Work instruction: Exactly as written, output each record given below.

Records from a dataset
......

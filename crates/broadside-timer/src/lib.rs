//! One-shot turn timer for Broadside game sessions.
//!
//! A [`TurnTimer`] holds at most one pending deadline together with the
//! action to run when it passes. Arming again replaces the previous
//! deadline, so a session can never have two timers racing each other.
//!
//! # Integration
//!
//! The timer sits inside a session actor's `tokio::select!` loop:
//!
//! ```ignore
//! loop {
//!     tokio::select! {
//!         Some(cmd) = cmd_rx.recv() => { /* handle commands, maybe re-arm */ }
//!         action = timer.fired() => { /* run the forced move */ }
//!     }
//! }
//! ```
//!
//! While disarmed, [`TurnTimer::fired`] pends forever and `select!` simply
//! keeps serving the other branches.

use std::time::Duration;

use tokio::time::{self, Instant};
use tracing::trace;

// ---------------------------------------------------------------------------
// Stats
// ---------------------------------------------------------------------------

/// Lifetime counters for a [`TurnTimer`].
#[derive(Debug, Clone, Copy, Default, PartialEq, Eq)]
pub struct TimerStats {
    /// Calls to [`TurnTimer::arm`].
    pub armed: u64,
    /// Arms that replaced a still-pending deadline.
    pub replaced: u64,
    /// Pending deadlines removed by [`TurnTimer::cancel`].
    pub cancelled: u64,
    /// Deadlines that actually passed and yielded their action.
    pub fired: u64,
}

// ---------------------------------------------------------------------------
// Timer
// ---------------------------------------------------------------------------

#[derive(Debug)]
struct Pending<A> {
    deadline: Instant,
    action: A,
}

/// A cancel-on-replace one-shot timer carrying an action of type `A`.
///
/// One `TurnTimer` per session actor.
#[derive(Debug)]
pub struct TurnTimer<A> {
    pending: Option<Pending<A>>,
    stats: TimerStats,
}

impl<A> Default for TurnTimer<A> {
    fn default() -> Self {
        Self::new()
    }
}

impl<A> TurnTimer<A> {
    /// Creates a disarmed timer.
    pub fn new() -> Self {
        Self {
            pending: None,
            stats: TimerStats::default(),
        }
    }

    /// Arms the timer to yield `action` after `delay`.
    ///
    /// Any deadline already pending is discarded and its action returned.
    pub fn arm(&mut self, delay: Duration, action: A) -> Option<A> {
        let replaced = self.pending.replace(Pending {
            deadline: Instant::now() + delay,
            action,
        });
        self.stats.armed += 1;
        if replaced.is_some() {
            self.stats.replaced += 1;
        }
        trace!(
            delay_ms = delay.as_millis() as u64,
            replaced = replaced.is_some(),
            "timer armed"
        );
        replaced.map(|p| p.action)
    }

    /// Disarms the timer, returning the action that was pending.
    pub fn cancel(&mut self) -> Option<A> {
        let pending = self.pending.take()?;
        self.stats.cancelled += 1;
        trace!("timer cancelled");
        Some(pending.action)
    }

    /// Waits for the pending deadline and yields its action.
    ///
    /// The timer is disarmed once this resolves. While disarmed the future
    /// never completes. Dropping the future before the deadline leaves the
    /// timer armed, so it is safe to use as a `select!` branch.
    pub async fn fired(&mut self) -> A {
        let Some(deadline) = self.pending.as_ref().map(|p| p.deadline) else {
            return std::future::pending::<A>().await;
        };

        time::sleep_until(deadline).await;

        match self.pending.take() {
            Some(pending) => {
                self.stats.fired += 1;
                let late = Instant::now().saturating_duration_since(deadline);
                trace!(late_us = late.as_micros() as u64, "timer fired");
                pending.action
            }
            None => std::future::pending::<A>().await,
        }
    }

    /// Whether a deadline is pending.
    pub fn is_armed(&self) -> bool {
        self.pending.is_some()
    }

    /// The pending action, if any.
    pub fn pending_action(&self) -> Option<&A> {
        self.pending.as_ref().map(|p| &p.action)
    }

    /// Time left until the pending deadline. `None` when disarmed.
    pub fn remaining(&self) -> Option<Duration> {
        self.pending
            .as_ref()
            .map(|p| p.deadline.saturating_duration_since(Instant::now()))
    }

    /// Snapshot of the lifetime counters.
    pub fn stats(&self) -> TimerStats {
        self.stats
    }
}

......

Response to this exercise:
filename crates/broadside-timer/src/lib.rs
//! One-shot turn timer for Broadside game sessions.
//!
//! A [`TurnTimer`] holds at most one pending deadline together with the
//! action to run when it passes. Arming again replaces the previous
//! deadline, so a session can never have two timers racing each other.
//!
//! # Integration
//!
//! The timer sits inside a session actor's `tokio::select!` loop:
//!
//! ```ignore
//! loop {
//!     tokio::select! {
//!         Some(cmd) = cmd_rx.recv() => { /* handle commands, maybe re-arm */ }
//!         action = timer.fired() => { /* run the forced move */ }
//!     }
//! }
//! ```
//!
//! While disarmed, [`TurnTimer::fired`] pends forever and `select!` simply
//! keeps serving the other branches.

use std::time::Duration;

use tokio::time::{self, Instant};
use tracing::trace;

// ---------------------------------------------------------------------------
// Stats
// ---------------------------------------------------------------------------

/// Lifetime counters for a [`TurnTimer`].
#[derive(Debug, Clone, Copy, Default, PartialEq, Eq)]
pub struct TimerStats {
    /// Calls to [`TurnTimer::arm`].
    pub armed: u64,
    /// Arms that replaced a still-pending deadline.
    pub replaced: u64,
    /// Pending deadlines removed by [`TurnTimer::cancel`].
    pub cancelled: u64,
    /// Deadlines that actually passed and yielded their action.
    pub fired: u64,
}

// ---------------------------------------------------------------------------
// Timer
// ---------------------------------------------------------------------------

#[derive(Debug)]
struct Pending<A> {
    deadline: Instant,
    action: A,
}

/// A cancel-on-replace one-shot timer carrying an action of type `A`.
///
/// One `TurnTimer` per session actor.
#[derive(Debug)]
pub struct TurnTimer<A> {
    pending: Option<Pending<A>>,
    stats: TimerStats,
}

impl<A> Default for TurnTimer<A> {
    fn default() -> Self {
        Self::new()
    }
}

impl<A> TurnTimer<A> {
    /// Creates a disarmed timer.
    pub fn new() -> Self {
        Self {
            pending: None,
            stats: TimerStats::default(),
        }
    }

    /// Arms the timer to yield `action` after `delay`.
    ///
    /// Any deadline already pending is discarded and its action returned.
    pub fn arm(&mut self, delay: Duration, action: A) -> Option<A> {
        let replaced = self.pending.replace(Pending {
            deadline: Instant::now() + delay,
            action,
        });
        self.stats.armed += 1;
        if replaced.is_some() {
            self.stats.replaced += 1;
        }
        trace!(
            delay_ms = delay.as_millis() as u64,
            replaced = replaced.is_some(),
            "timer armed"
        );
        replaced.map(|p| p.action)
    }

    /// Disarms the timer, returning the action that was pending.
    pub fn cancel(&mut self) -> Option<A> {
        let pending = self.pending.take()?;
        self.stats.cancelled += 1;
        trace!("timer cancelled");
        Some(pending.action)
    }

    /// Waits for the pending deadline and yields its action.
    ///
    /// The timer is disarmed once this resolves. While disarmed the future
    /// never completes. Dropping the future before the deadline leaves the
    /// timer armed, so it is safe to use as a `select!` branch.
    pub async fn fired(&mut self) -> A {
        let Some(deadline) = self.pending.as_ref().map(|p| p.deadline) else {
            return std::future::pending::<A>().await;
        };

        time::sleep_until(deadline).await;

        match self.pending.take() {
            Some(pending) => {
                self.stats.fired += 1;
                let late = Instant::now().saturating_duration_since(deadline);
                trace!(late_us = late.as_micros() as u64, "timer fired");
                pending.action
            }
            None => std::future::pending::<A>().await,
        }
    }

    /// Whether a deadline is pending.
    pub fn is_armed(&self) -> bool {
        self.pending.is_some()
    }

    /// The pending action, if any.
    pub fn pending_action(&self) -> Option<&A> {
        self.pending.as_ref().map(|p| &p.action)
    }

    /// Time left until the pending deadline. `None` when disarmed.
    pub fn remaining(&self) -> Option<Duration> {
        self.pending
            .as_ref()
            .map(|p| p.deadline.saturating_duration_since(Instant::now()))
    }

    /// Snapshot of the lifetime counters.
    pub fn stats(&self) -> TimerStats {
        self.stats
    }
}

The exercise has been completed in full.